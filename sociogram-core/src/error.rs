// Copyright 2025 Sociogram Contributors
//
// This program is free software: you can redistribute it and/or modify
// it under the terms of the GNU Affero General Public License as published by
// the Free Software Foundation, either version 3 of the License, or
// (at your option) any later version.
//
// This program is distributed in the hope that it will be useful,
// but WITHOUT ANY WARRANTY; without even the implied warranty of
// MERCHANTABILITY or FITNESS FOR A PARTICULAR PURPOSE. See the
// GNU Affero General Public License for more details.
//
// You should have received a copy of the GNU Affero General Public License
// along with this program. If not, see <https://www.gnu.org/licenses/>.

//! Pipeline error taxonomy.
//!
//! Every failure is terminal for the request: the pipeline never returns a
//! partial graph and never retries. Transport shells map [`PipelineError::kind`]
//! to their own status codes.

use thiserror::Error;

#[derive(Debug, Error)]
pub enum PipelineError {
    /// The uploaded document is not well-formed JSON.
    #[error("invalid JSON document: {0}")]
    Decode(#[from] serde_json::Error),

    /// Extraction produced zero interaction edges.
    #[error("no valid interactions found in the document")]
    NoInteractions,

    /// Aggregation of a non-empty interaction set yielded zero edges.
    /// Unreachable by construction, but checked and reported rather than
    /// silently treated as success.
    #[error("aggregation produced an empty edge set")]
    EmptyAggregate,

    /// Unexpected failure inside a pipeline stage. Carries the failing
    /// stage name but never raw input contents.
    #[error("{stage} stage failed: {message}")]
    Internal {
        stage: &'static str,
        message: String,
    },
}

impl PipelineError {
    pub fn internal(stage: &'static str, message: impl Into<String>) -> Self {
        Self::Internal {
            stage,
            message: message.into(),
        }
    }

    /// Stable machine-readable kind for transport shells.
    pub fn kind(&self) -> &'static str {
        match self {
            PipelineError::Decode(_) => "decode",
            PipelineError::NoInteractions => "no_interactions",
            PipelineError::EmptyAggregate => "empty_aggregate",
            PipelineError::Internal { .. } => "internal",
        }
    }

    /// True when the failure is attributable to client input rather than
    /// an inconsistency inside the pipeline.
    pub fn is_client_error(&self) -> bool {
        matches!(
            self,
            PipelineError::Decode(_) | PipelineError::NoInteractions
        )
    }
}
// Copyright 2025 Sociogram Contributors
//
// This program is free software: you can redistribute it and/or modify
// it under the terms of the GNU Affero General Public License as published by
// the Free Software Foundation, either version 3 of the License, or
// (at your option) any later version.
//
// This program is distributed in the hope that it will be useful,
// but WITHOUT ANY WARRANTY; without even the implied warranty of
// MERCHANTABILITY or FITNESS FOR A PARTICULAR PURPOSE. See the
// GNU Affero General Public License for more details.
//
// You should have received a copy of the GNU Affero General Public License
// along with this program. If not, see <https://www.gnu.org/licenses/>.

use anyhow::Result;
use serde::{Deserialize, Serialize};
use std::net::SocketAddr;
use std::path::{Path, PathBuf};

/// Sociogram Server Configuration
#[derive(Debug, Clone, Deserialize, Serialize)]
pub struct ServerConfig {
    #[serde(default)]
    pub server: HttpServerConfig,
    #[serde(default)]
    pub limits: LimitsConfig,
}

#[derive(Debug, Clone, Deserialize, Serialize)]
pub struct HttpServerConfig {
    /// HTTP API listen address (e.g., "127.0.0.1:5000")
    #[serde(default = "default_http_addr")]
    pub listen_addr: String,

    /// Request timeout in seconds
    #[serde(default = "default_request_timeout")]
    pub request_timeout_secs: u64,

    /// Enable CORS
    #[serde(default = "default_enable_cors")]
    pub enable_cors: bool,

    /// Allowed CORS origins (empty = allow all, use specific origins in production)
    #[serde(default)]
    pub cors_origins: Vec<String>,
}

#[derive(Debug, Clone, Deserialize, Serialize)]
pub struct LimitsConfig {
    /// Maximum accepted upload size in bytes
    #[serde(default = "default_max_upload_bytes")]
    pub max_upload_bytes: usize,
}

// Default values
fn default_http_addr() -> String {
    "127.0.0.1:5000".to_string()
}

fn default_request_timeout() -> u64 {
    30
}

fn default_enable_cors() -> bool {
    true
}

fn default_max_upload_bytes() -> usize {
    64 * 1024 * 1024
}

impl Default for HttpServerConfig {
    fn default() -> Self {
        Self {
            listen_addr: default_http_addr(),
            request_timeout_secs: default_request_timeout(),
            enable_cors: default_enable_cors(),
            cors_origins: vec![],
        }
    }
}

impl Default for LimitsConfig {
    fn default() -> Self {
        Self {
            max_upload_bytes: default_max_upload_bytes(),
        }
    }
}

impl Default for ServerConfig {
    fn default() -> Self {
        Self {
            server: HttpServerConfig::default(),
            limits: LimitsConfig::default(),
        }
    }
}

impl ServerConfig {
    /// Load configuration from TOML file
    pub fn from_file<P: AsRef<Path>>(path: P) -> Result<Self> {
        let content = std::fs::read_to_string(path)?;
        let config: Self = toml::from_str(&content)?;
        Ok(config)
    }

    /// Load configuration from environment variables
    ///
    /// Supported environment variables:
    /// - SOCIOGRAM_HTTP_ADDR: HTTP listen address (default: 127.0.0.1:5000)
    /// - SOCIOGRAM_REQUEST_TIMEOUT: Request timeout in seconds (default: 30)
    /// - SOCIOGRAM_ENABLE_CORS: Enable CORS (default: true)
    /// - SOCIOGRAM_MAX_UPLOAD_BYTES: Maximum upload size in bytes (default: 64 MiB)
    pub fn from_env() -> Self {
        let mut config = Self::default();

        if let Ok(addr) = std::env::var("SOCIOGRAM_HTTP_ADDR") {
            config.server.listen_addr = addr;
        }

        if let Ok(timeout) = std::env::var("SOCIOGRAM_REQUEST_TIMEOUT") {
            if let Ok(val) = timeout.parse() {
                config.server.request_timeout_secs = val;
            }
        }

        if let Ok(cors) = std::env::var("SOCIOGRAM_ENABLE_CORS") {
            config.server.enable_cors = cors.parse().unwrap_or(true);
        }

        if let Ok(limit) = std::env::var("SOCIOGRAM_MAX_UPLOAD_BYTES") {
            if let Ok(val) = limit.parse() {
                config.limits.max_upload_bytes = val;
            }
        }

        config
    }

    /// Load configuration with priority: env > file > defaults
    pub fn load(config_file: Option<PathBuf>) -> Result<Self> {
        let mut config = if let Some(path) = config_file {
            if path.exists() {
                tracing::info!("Loading configuration from file: {:?}", path);
                Self::from_file(&path)?
            } else {
                tracing::warn!("Config file not found: {:?}, using defaults", path);
                Self::default()
            }
        } else {
            Self::default()
        };

        config = Self::merge_with_env(config);

        Ok(config)
    }

    /// Merge config with environment variables (env takes priority)
    fn merge_with_env(mut config: Self) -> Self {
        let env_config = Self::from_env();

        // Only override if env var was explicitly set
        if std::env::var("SOCIOGRAM_HTTP_ADDR").is_ok() {
            config.server.listen_addr = env_config.server.listen_addr;
        }
        if std::env::var("SOCIOGRAM_REQUEST_TIMEOUT").is_ok() {
            config.server.request_timeout_secs = env_config.server.request_timeout_secs;
        }
        if std::env::var("SOCIOGRAM_ENABLE_CORS").is_ok() {
            config.server.enable_cors = env_config.server.enable_cors;
        }
        if std::env::var("SOCIOGRAM_MAX_UPLOAD_BYTES").is_ok() {
            config.limits.max_upload_bytes = env_config.limits.max_upload_bytes;
        }

        config
    }

    /// Parse listen address as SocketAddr
    pub fn socket_addr(&self) -> Result<SocketAddr> {
        Ok(self.server.listen_addr.parse()?)
    }

    /// Validate configuration
    pub fn validate(&self) -> Result<()> {
        self.socket_addr()?;

        if self.limits.max_upload_bytes == 0 {
            anyhow::bail!("max_upload_bytes must be greater than zero");
        }

        if self.server.request_timeout_secs == 0 {
            anyhow::bail!("request_timeout_secs must be greater than zero");
        }

        Ok(())
    }
}

#[cfg(test)]
mod tests {
    use super::*;
    use std::io::Write;

    #[test]
    fn test_default_config() {
        let config = ServerConfig::default();
        assert_eq!(config.server.listen_addr, "127.0.0.1:5000");
        assert!(config.server.enable_cors);
        assert!(config.validate().is_ok());
    }

    #[test]
    fn test_from_file() {
        let mut file = tempfile::NamedTempFile::new().unwrap();
        writeln!(
            file,
            "[server]\nlisten_addr = \"0.0.0.0:8080\"\n\n[limits]\nmax_upload_bytes = 1024"
        )
        .unwrap();

        let config = ServerConfig::from_file(file.path()).unwrap();
        assert_eq!(config.server.listen_addr, "0.0.0.0:8080");
        assert_eq!(config.limits.max_upload_bytes, 1024);
        // Unset fields fall back to defaults.
        assert_eq!(config.server.request_timeout_secs, 30);
    }

    #[test]
    fn test_validate_rejects_bad_addr() {
        let config = ServerConfig {
            server: HttpServerConfig {
                listen_addr: "not-an-address".to_string(),
                ..Default::default()
            },
            limits: LimitsConfig::default(),
        };
        assert!(config.validate().is_err());
    }

    #[test]
    fn test_validate_rejects_zero_limit() {
        let config = ServerConfig {
            server: HttpServerConfig::default(),
            limits: LimitsConfig {
                max_upload_bytes: 0,
            },
        };
        assert!(config.validate().is_err());
    }
}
===
_PROMPT_
From the first line of the data above to the line holding "zero interaction edges.", reproduce each line exactly; emit no other lines.

_RESPONSE FOR THIS EXERCISE_
filename sociogram-core/src/error.rs
// Copyright 2025 Sociogram Contributors
//
// This program is free software: you can redistribute it and/or modify
// it under the terms of the GNU Affero General Public License as published by
// the Free Software Foundation, either version 3 of the License, or
// (at your option) any later version.
//
// This program is distributed in the hope that it will be useful,
// but WITHOUT ANY WARRANTY; without even the implied warranty of
// MERCHANTABILITY or FITNESS FOR A PARTICULAR PURPOSE. See the
// GNU Affero General Public License for more details.
//
// You should have received a copy of the GNU Affero General Public License
// along with this program. If not, see <https://www.gnu.org/licenses/>.

//! Pipeline error taxonomy.
//!
//! Every failure is terminal for the request: the pipeline never returns a
//! partial graph and never retries. Transport shells map [`PipelineError::kind`]
//! to their own status codes.

use thiserror::Error;

#[derive(Debug, Error)]
pub enum PipelineError {
    /// The uploaded document is not well-formed JSON.
    #[error("invalid JSON document: {0}")]
    Decode(#[from] serde_json::Error),

    /// Extraction produced zero interaction edges.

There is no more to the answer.